WHAT YOU NEED TO DO
Set the entries down once more, exactly as they are worded.

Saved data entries
━━━━━━━━

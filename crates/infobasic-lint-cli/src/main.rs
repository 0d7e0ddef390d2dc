//! infobasic-lint CLI tool.
//!
//! Usage:
//! ```bash
//! infobasic-lint check [OPTIONS] [PATH]
//! infobasic-lint list-rules
//! infobasic-lint init
//! ```

use anyhow::Result;
use clap::{Parser, Subcommand};
use std::path::PathBuf;
use tracing_subscriber::EnvFilter;

mod commands;
mod config_resolver;

/// Checker for InfoBasic (T24 / Transact) source files
#[derive(Parser)]
#[command(name = "infobasic-lint")]
#[command(author, version, about, long_about = None)]
struct Cli {
    /// Enable verbose output
    #[arg(short, long, global = true)]
    verbose: bool,

    /// Path to configuration file
    #[arg(short, long, global = true)]
    config: Option<PathBuf>,

    #[command(subcommand)]
    command: Commands,
}

#[derive(Subcommand)]
enum Commands {
    /// Check a .b file or every .b file under a directory
    Check {
        /// File or directory to check (default: current directory)
        #[arg(default_value = ".")]
        path: PathBuf,

        /// Enable strict mode (INFO-level and stricter checks)
        #[arg(short, long)]
        strict: bool,

        /// Output format
        #[arg(short, long, default_value = "text")]
        format: OutputFormat,

        /// Only run specific rules, by name or code (comma-separated)
        #[arg(long)]
        rules: Option<String>,

        /// Exclude patterns (can be specified multiple times)
        #[arg(short, long)]
        exclude: Vec<String>,
    },

    /// List available rules
    ListRules,

    /// Initialize configuration file
    Init {
        /// Overwrite existing config
        #[arg(long)]
        force: bool,
    },
}

/// Output format for lint results.
#[derive(Clone, Copy, Debug, Default, PartialEq, Eq, clap::ValueEnum)]
pub enum OutputFormat {
    /// Human-readable report grouped by file.
    #[default]
    Text,
    /// JSON output.
    Json,
    /// One-line-per-diagnostic compact format.
    Compact,
    /// Graphical reports with the offending line highlighted.
    Pretty,
}

fn main() -> Result<()> {
    let cli = Cli::parse();

    let filter = if cli.verbose {
        EnvFilter::new("debug")
    } else {
        EnvFilter::new("info")
    };

    tracing_subscriber::fmt()
        .with_env_filter(filter)
        .with_target(false)
        .with_writer(std::io::stderr)
        .init();

    match cli.command {
        Commands::Check {
            path,
            strict,
            format,
            rules,
            exclude,
        } => {
            let source = config_resolver::resolve(&path, cli.config.as_deref());
            commands::check::run(&commands::check::CheckOptions {
                path,
                strict,
                format,
                rules,
                exclude,
                source,
            })
        }
        Commands::ListRules => {
            commands::list_rules::run();
            Ok(())
        }
        Commands::Init { force } => commands::init::run(force),
    }
}
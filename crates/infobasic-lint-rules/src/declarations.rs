//! Shared detection of SUBROUTINE / FUNCTION declarations.

use infobasic_lint_core::FileContext;
use regex::Regex;
use std::sync::LazyLock;

static SUBROUTINE: LazyLock<Regex> =
    LazyLock::new(|| Regex::new(r"(?m)^[^\S\n]*(SUBROUTINE)\s+").expect("valid regex"));

static FUNCTION: LazyLock<Regex> =
    LazyLock::new(|| Regex::new(r"(?m)^[^\S\n]*(FUNCTION)\s+").expect("valid regex"));

/// Kind of top-level callable a file declares.
#[derive(Debug, Clone, Copy, PartialEq, Eq)]
pub(crate) enum DeclarationKind {
    Subroutine,
    Function,
}

impl DeclarationKind {
    fn pattern(self) -> &'static Regex {
        match self {
            Self::Subroutine => &SUBROUTINE,
            Self::Function => &FUNCTION,
        }
    }

    pub(crate) fn keyword(self) -> &'static str {
        match self {
            Self::Subroutine => "SUBROUTINE",
            Self::Function => "FUNCTION",
        }
    }
}

/// Returns the line of the first declaration of `kind`, if any.
///
/// Declarations must start a line (after indentation) and are
/// case-sensitive.
pub(crate) fn declaration_line(ctx: &FileContext, kind: DeclarationKind) -> Option<usize> {
    kind.pattern()
        .captures(ctx.content)
        .and_then(|caps| caps.get(1))
        .map(|keyword| ctx.line_at(keyword.start()))
}
//! Context types for rule execution.

use crate::types::{Diagnostic, Severity};
use std::path::Path;

/// Context provided to per-file rules.
///
/// Holds one immutable snapshot of a file: the whole text, the same text
/// split into lines (terminators kept), and the strict flag. Every rule of a
/// run sees the same context.
#[derive(Debug, Clone)]
pub struct FileContext<'a> {
    /// Path to the file.
    pub path: &'a Path,
    /// File contents as a string.
    pub content: &'a str,
    /// File contents split into lines, original terminators included.
    pub lines: Vec<&'a str>,
    /// Whether strict mode (INFO-level and stricter checks) is enabled.
    pub strict: bool,
}

impl<'a> FileContext<'a> {
    /// Creates a new file context.
    #[must_use]
    pub fn new(path: &'a Path, content: &'a str, strict: bool) -> Self {
        Self {
            path,
            content,
            lines: content.split_inclusive('\n').collect(),
            strict,
        }
    }

    /// Returns the number of lines in the file.
    #[must_use]
    pub fn total_lines(&self) -> usize {
        self.lines.len()
    }

    /// Returns the 1-indexed line containing the byte `offset`.
    ///
    /// Counts the newlines preceding `offset` in the full content.
    #[must_use]
    pub fn line_at(&self, offset: usize) -> usize {
        let end = offset.min(self.content.len());
        self.content.as_bytes()[..end]
            .iter()
            .filter(|&&b| b == b'\n')
            .count()
            + 1
    }

    /// Returns the trimmed text of `line` (1-indexed), or an empty string if
    /// the line does not exist.
    #[must_use]
    pub fn snippet(&self, line: usize) -> &'a str {
        line.checked_sub(1)
            .and_then(|i| self.lines.get(i))
            .map_or("", |l| l.trim())
    }

    /// Creates a diagnostic at `line` with the snippet filled in from the
    /// file.
    #[must_use]
    pub fn diagnostic(
        &self,
        rule_id: &str,
        rule: &str,
        severity: Severity,
        line: usize,
        message: impl Into<String>,
    ) -> Diagnostic {
        Diagnostic::new(rule_id, rule, severity, line, message).with_snippet(self.snippet(line))
    }
}

#[cfg(test)]
mod tests {
    use super::*;

    fn ctx(content: &str) -> FileContext<'_> {
        FileContext::new(Path::new("TEST.b"), content, false)
    }

    #[test]
    fn test_lines_keep_terminators() {
        let c = ctx("SUBROUTINE X\r\nEND\n");
        assert_eq!(c.lines, vec!["SUBROUTINE X\r\n", "END\n"]);
        assert_eq!(c.total_lines(), 2);
    }

    #[test]
    fn test_last_line_without_newline() {
        let c = ctx("A\nB");
        assert_eq!(c.total_lines(), 2);
        assert_eq!(ctx("").total_lines(), 0);
    }

    #[test]
    fn test_line_at_counts_newlines() {
        let c = ctx("line1\nline2\nline3");
        assert_eq!(c.line_at(0), 1);
        assert_eq!(c.line_at(5), 1);
        assert_eq!(c.line_at(6), 2);
        assert_eq!(c.line_at(14), 3);
    }

    #[test]
    fn test_snippet_trims_and_handles_missing_lines() {
        let c = ctx("  X = 1  \n");
        assert_eq!(c.snippet(1), "X = 1");
        assert_eq!(c.snippet(0), "");
        assert_eq!(c.snippet(2), "");
    }

    #[test]
    fn test_diagnostic_fills_snippet() {
        let c = ctx("SUBROUTINE X\n    Y = Z<15>\nEND\n");
        let d = c.diagnostic("A001", "hardcoded-position", Severity::Error, 2, "msg");
        assert_eq!(d.code_snippet, "Y = Z<15>");
        assert_eq!(d.line_number, 2);
    }
}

━━━━━━━━

SOLUTION TO THE EXERCISE
filename crates/infobasic-lint-cli/src/main.rs
repository 0d7e0ddef390d2dc
//! infobasic-lint CLI tool.
//!
//! Usage:
//! ```bash
//! infobasic-lint check [OPTIONS] [PATH]
//! infobasic-lint list-rules
//! infobasic-lint init
//! ```

use anyhow::Result;
use clap::{Parser, Subcommand};
use std::path::PathBuf;
use tracing_subscriber::EnvFilter;

mod commands;
mod config_resolver;

/// Checker for InfoBasic (T24 / Transact) source files
#[derive(Parser)]
#[command(name = "infobasic-lint")]
#[command(author, version, about, long_about = None)]
struct Cli {
    /// Enable verbose output
    #[arg(short, long, global = true)]
    verbose: bool,

    /// Path to configuration file
    #[arg(short, long, global = true)]
    config: Option<PathBuf>,

    #[command(subcommand)]
    command: Commands,
}

#[derive(Subcommand)]
enum Commands {
    /// Check a .b file or every .b file under a directory
    Check {
        /// File or directory to check (default: current directory)
        #[arg(default_value = ".")]
        path: PathBuf,

        /// Enable strict mode (INFO-level and stricter checks)
        #[arg(short, long)]
        strict: bool,

        /// Output format
        #[arg(short, long, default_value = "text")]
        format: OutputFormat,

        /// Only run specific rules, by name or code (comma-separated)
        #[arg(long)]
        rules: Option<String>,

        /// Exclude patterns (can be specified multiple times)
        #[arg(short, long)]
        exclude: Vec<String>,
    },

    /// List available rules
    ListRules,

    /// Initialize configuration file
    Init {
        /// Overwrite existing config
        #[arg(long)]
        force: bool,
    },
}

/// Output format for lint results.
#[derive(Clone, Copy, Debug, Default, PartialEq, Eq, clap::ValueEnum)]
pub enum OutputFormat {
    /// Human-readable report grouped by file.
    #[default]
    Text,
    /// JSON output.
    Json,
    /// One-line-per-diagnostic compact format.
    Compact,
    /// Graphical reports with the offending line highlighted.
    Pretty,
}

fn main() -> Result<()> {
    let cli = Cli::parse();

    let filter = if cli.verbose {
        EnvFilter::new("debug")
    } else {
        EnvFilter::new("info")
    };

    tracing_subscriber::fmt()
        .with_env_filter(filter)
        .with_target(false)
        .with_writer(std::io::stderr)
        .init();

    match cli.command {
        Commands::Check {
            path,
            strict,
            format,
            rules,
            exclude,
        } => {
            let source = config_resolver::resolve(&path, cli.config.as_deref());
            commands::check::run(&commands::check::CheckOptions {
                path,
                strict,
                format,
                rules,
                exclude,
                source,
            })
        }
        Commands::ListRules => {
            commands::list_rules::run();
            Ok(())
        }
        Commands::Init { force } => commands::init::run(force),
    }
}
filename crates/infobasic-lint-rules/src/declarations.rs
//! Shared detection of SUBROUTINE / FUNCTION declarations.

use infobasic_lint_core::FileContext;
use regex::Regex;
use std::sync::LazyLock;

static SUBROUTINE: LazyLock<Regex> =
    LazyLock::new(|| Regex::new(r"(?m)^[^\S\n]*(SUBROUTINE)\s+").expect("valid regex"));

static FUNCTION: LazyLock<Regex> =
    LazyLock::new(|| Regex::new(r"(?m)^[^\S\n]*(FUNCTION)\s+").expect("valid regex"));

/// Kind of top-level callable a file declares.
#[derive(Debug, Clone, Copy, PartialEq, Eq)]
pub(crate) enum DeclarationKind {
    Subroutine,
    Function,
}

impl DeclarationKind {
    fn pattern(self) -> &'static Regex {
        match self {
            Self::Subroutine => &SUBROUTINE,
            Self::Function => &FUNCTION,
        }
    }

    pub(crate) fn keyword(self) -> &'static str {
        match self {
            Self::Subroutine => "SUBROUTINE",
            Self::Function => "FUNCTION",
        }
    }
}

/// Returns the line of the first declaration of `kind`, if any.
///
/// Declarations must start a line (after indentation) and are
/// case-sensitive.
pub(crate) fn declaration_line(ctx: &FileContext, kind: DeclarationKind) -> Option<usize> {
    kind.pattern()
        .captures(ctx.content)
        .and_then(|caps| caps.get(1))
        .map(|keyword| ctx.line_at(keyword.start()))
}
//! Context types for rule execution.

use crate::types::{Diagnostic, Severity};
use std::path::Path;

/// Context provided to per-file rules.
///
/// Holds one immutable snapshot of a file: the whole text, the same text
/// split into lines (terminators kept), and the strict flag. Every rule of a
/// run sees the same context.
#[derive(Debug, Clone)]
pub struct FileContext<'a> {
    /// Path to the file.
    pub path: &'a Path,
    /// File contents as a string.
    pub content: &'a str,
    /// File contents split into lines, original terminators included.
    pub lines: Vec<&'a str>,
    /// Whether strict mode (INFO-level and stricter checks) is enabled.
    pub strict: bool,
}

impl<'a> FileContext<'a> {
    /// Creates a new file context.
    #[must_use]
    pub fn new(path: &'a Path, content: &'a str, strict: bool) -> Self {
        Self {
            path,
            content,
            lines: content.split_inclusive('\n').collect(),
            strict,
        }
    }

    /// Returns the number of lines in the file.
    #[must_use]
    pub fn total_lines(&self) -> usize {
        self.lines.len()
    }

    /// Returns the 1-indexed line containing the byte `offset`.
    ///
    /// Counts the newlines preceding `offset` in the full content.
    #[must_use]
    pub fn line_at(&self, offset: usize) -> usize {
        let end = offset.min(self.content.len());
        self.content.as_bytes()[..end]
            .iter()
            .filter(|&&b| b == b'\n')
            .count()
            + 1
    }

    /// Returns the trimmed text of `line` (1-indexed), or an empty string if
    /// the line does not exist.
    #[must_use]
    pub fn snippet(&self, line: usize) -> &'a str {
        line.checked_sub(1)
            .and_then(|i| self.lines.get(i))
            .map_or("", |l| l.trim())
    }

    /// Creates a diagnostic at `line` with the snippet filled in from the
    /// file.
    #[must_use]
    pub fn diagnostic(
        &self,
        rule_id: &str,
        rule: &str,
        severity: Severity,
        line: usize,
        message: impl Into<String>,
    ) -> Diagnostic {
        Diagnostic::new(rule_id, rule, severity, line, message).with_snippet(self.snippet(line))
    }
}

#[cfg(test)]
mod tests {
    use super::*;

    fn ctx(content: &str) -> FileContext<'_> {
        FileContext::new(Path::new("TEST.b"), content, false)
    }

    #[test]
    fn test_lines_keep_terminators() {
        let c = ctx("SUBROUTINE X\r\nEND\n");
        assert_eq!(c.lines, vec!["SUBROUTINE X\r\n", "END\n"]);
        assert_eq!(c.total_lines(), 2);
    }

    #[test]
    fn test_last_line_without_newline() {
        let c = ctx("A\nB");
        assert_eq!(c.total_lines(), 2);
        assert_eq!(ctx("").total_lines(), 0);
    }

    #[test]
    fn test_line_at_counts_newlines() {
        let c = ctx("line1\nline2\nline3");
        assert_eq!(c.line_at(0), 1);
        assert_eq!(c.line_at(5), 1);
        assert_eq!(c.line_at(6), 2);
        assert_eq!(c.line_at(14), 3);
    }

    #[test]
    fn test_snippet_trims_and_handles_missing_lines() {
        let c = ctx("  X = 1  \n");
        assert_eq!(c.snippet(1), "X = 1");
        assert_eq!(c.snippet(0), "");
        assert_eq!(c.snippet(2), "");
    }

    #[test]
    fn test_diagnostic_fills_snippet() {
        let c = ctx("SUBROUTINE X\n    Y = Z<15>\nEND\n");
        let d = c.diagnostic("A001", "hardcoded-position", Severity::Error, 2, "msg");
        assert_eq!(d.code_snippet, "Y = Z<15>");
        assert_eq!(d.line_number, 2);
    }
}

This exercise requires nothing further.